It’s early morning over here in New South Wales, so I’m quite late getting around to reading up on the interstices of the UK budget. As I blogged on the issue some time ago, it seems appropriate to comment on the Chancellor’s announcement in the budget that he intends to introduce a sugar tax. The details were announced as follows:
“I am not prepared to look back at my time here in this parliament, doing this job and say to my children’s generation:
I’m sorry. We knew there was a problem with sugary drinks. We knew it caused disease. But we ducked the difficult decisions and we did nothing. So today I can announce that we will introduce a new sugar levy on the soft drinks industry.
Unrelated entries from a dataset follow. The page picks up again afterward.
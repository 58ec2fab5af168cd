use thiserror::Error;

/// Everything that can go wrong while (re)building a host tree.
///
/// Nothing here is retried internally. When a pass fails, the host tree may be partially updated.
#[derive(Debug, Error, Clone, PartialEq, Eq)]
pub enum Error {
	/// The element can't be turned into a host node, for example because its tag name is empty
	/// or because a text element carries children.
	#[error("Malformed element: {reason}")]
	MalformedElement { reason: String },

	/// The component is no longer mounted, or its host node has no parent to reconcile under.
	///
	/// This is recoverable: the partial state was **not** merged.
	#[error("Component instance is detached from the host tree")]
	Detached,

	/// A state update or render was requested while a reconciliation pass was already running.
	///
	/// Nested reconciliation is rejected. The partial state was **not** merged.
	#[error("Reconciliation is already in progress on this thread")]
	Reentrant,

	/// The element tree nests deeper than the configured limit.
	#[error("Depth limit ({limit}) reached")]
	DepthLimit { limit: usize },

	/// A host adapter operation failed.
	#[error("Host operation failed: {0}")]
	Host(String),

	/// The same listener was attached too many times at once.
	#[error("Too many (more than 65k) active references to the same listener")]
	ListenerCountSaturated,
}

impl Error {
	pub(crate) fn malformed(reason: impl Into<String>) -> Self {
		Self::MalformedElement { reason: reason.into() }
	}
}

pub type Result<T, E = Error> = core::result::Result<T, E>;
Let me explain how it will work. It will be levied on the companies. It will be introduced in two years’ time to give companies plenty of space to change their product mix. It will be assessed on the volume of the sugar-sweetened drinks they produce or import. There will be two bands — one for total sugar content above 5 grams per 100 millilitres; a second, higher band for the most sugary drinks with more than 8 grams per 100 millilitres.
Pure fruit juices and milk-based drinks will be excluded, and we’ll ensure the smallest producers are kept out of scope. We will of course consult on implementation. We’re introducing the levy on the industry which means they can reduce the sugar content of their products — as many already do. It means they can promote low-sugar or no sugar brands — as many already are. They can take these perfectly reasonable steps to help with children’s health.
Of course, some may choose to pass the price on to consumers and that will be their decision, and this would have an impact on consumption too. We understand that tax affects behaviour. So let’s tax the things we want to reduce, not the things we want to encourage. The OBR estimate that this levy will raise £520 million.”
In my earlier blog, I had assessed the possibility of introducing a sugar tax and gave it a qualified backing provided it could be first demonstrated that an increase in price would reduce consumption in the target problem group. I had also stressed that a sugar tax should not be introduced as a standalone measure, but should come hand in hand with working with industry and education. The reason for qualified support was that the measure seems to have had some effect in other countries where similar measures have been introduced, but of course, there have likewise been myriad problems.
The Chancellor in his announcement acknowledged the multitude of practical issues. To this end, he plans to grant exemptions for fruit juices, milk-based drinks and small producers; he pointed out that the cost might not necessarily be passed on to consumers and (h/t Professor Freedman) quite paradoxically, the Chancellor champions the measure as both changing behaviour whilst simultaneously bringing in £500mil (of course, that is an OBR estimate, which has about as much credibility these days as the Catholic Church). Additionally, the Chancellor acknowledged the role that industry should play in reducing sugar intake. However, it was not actually explained (and perhaps Treasury has had its own impact assessment performed which has yet to see the light of day) why the Chancellor has faith that this measure will actually reduce sugar consumption in the target problem group. The IFS is similarly minded that evidence of effect is needed (page 31):
“While this policy may seem an attractive solution to the growing problem of obesity- and diet-related illness, it should be carefully evaluated in order to avoid generating unintended consequences such as worsening other aspects of dietary health. Diet is multifaceted, which makes designing policy to improve nutrition relatively difficult: while smoking each cigarette, for example, is associated with harm and little obvious good (beyond the immediate gratification of the smoker), consumption of some products that contain sugar also involves the intake of nutrients that can contribute to a healthy diet. This makes the consequences of a broad based tax on sugar uncertain; further evidence of the possible effects is needed”
Taking these together, I am willing nevertheless to support the Chancellor’s punt on the sugar tax. Yes, it is a headline-grabbing measure that masks the grimmer details of the budget. Yes, it is very unfortunate that the Chancellor did not disclose in greater detail the reasons underpinning his faith in the ability of the measure to actually work. Yes, there will likely be many problems with the implementation and producers are likely to get up to all kinds of shenanigans to avoid the imposition. Yes, history is generally not on his side in terms of changing consumer behaviour through the indirect tax system. But the studies from overseas provide reason for, in the least, guarded optimism on the utility of the measure. Far from being the first time that the exchequer is willing to take a punt on a measure, the additional 24p levy on soft-drinks is dwarfed by the various expensive, ill-thought through measures introduced generally during the biannual (even triennial) tinkering with the tax system.
So if it turns out not to work, it can just be scrapped.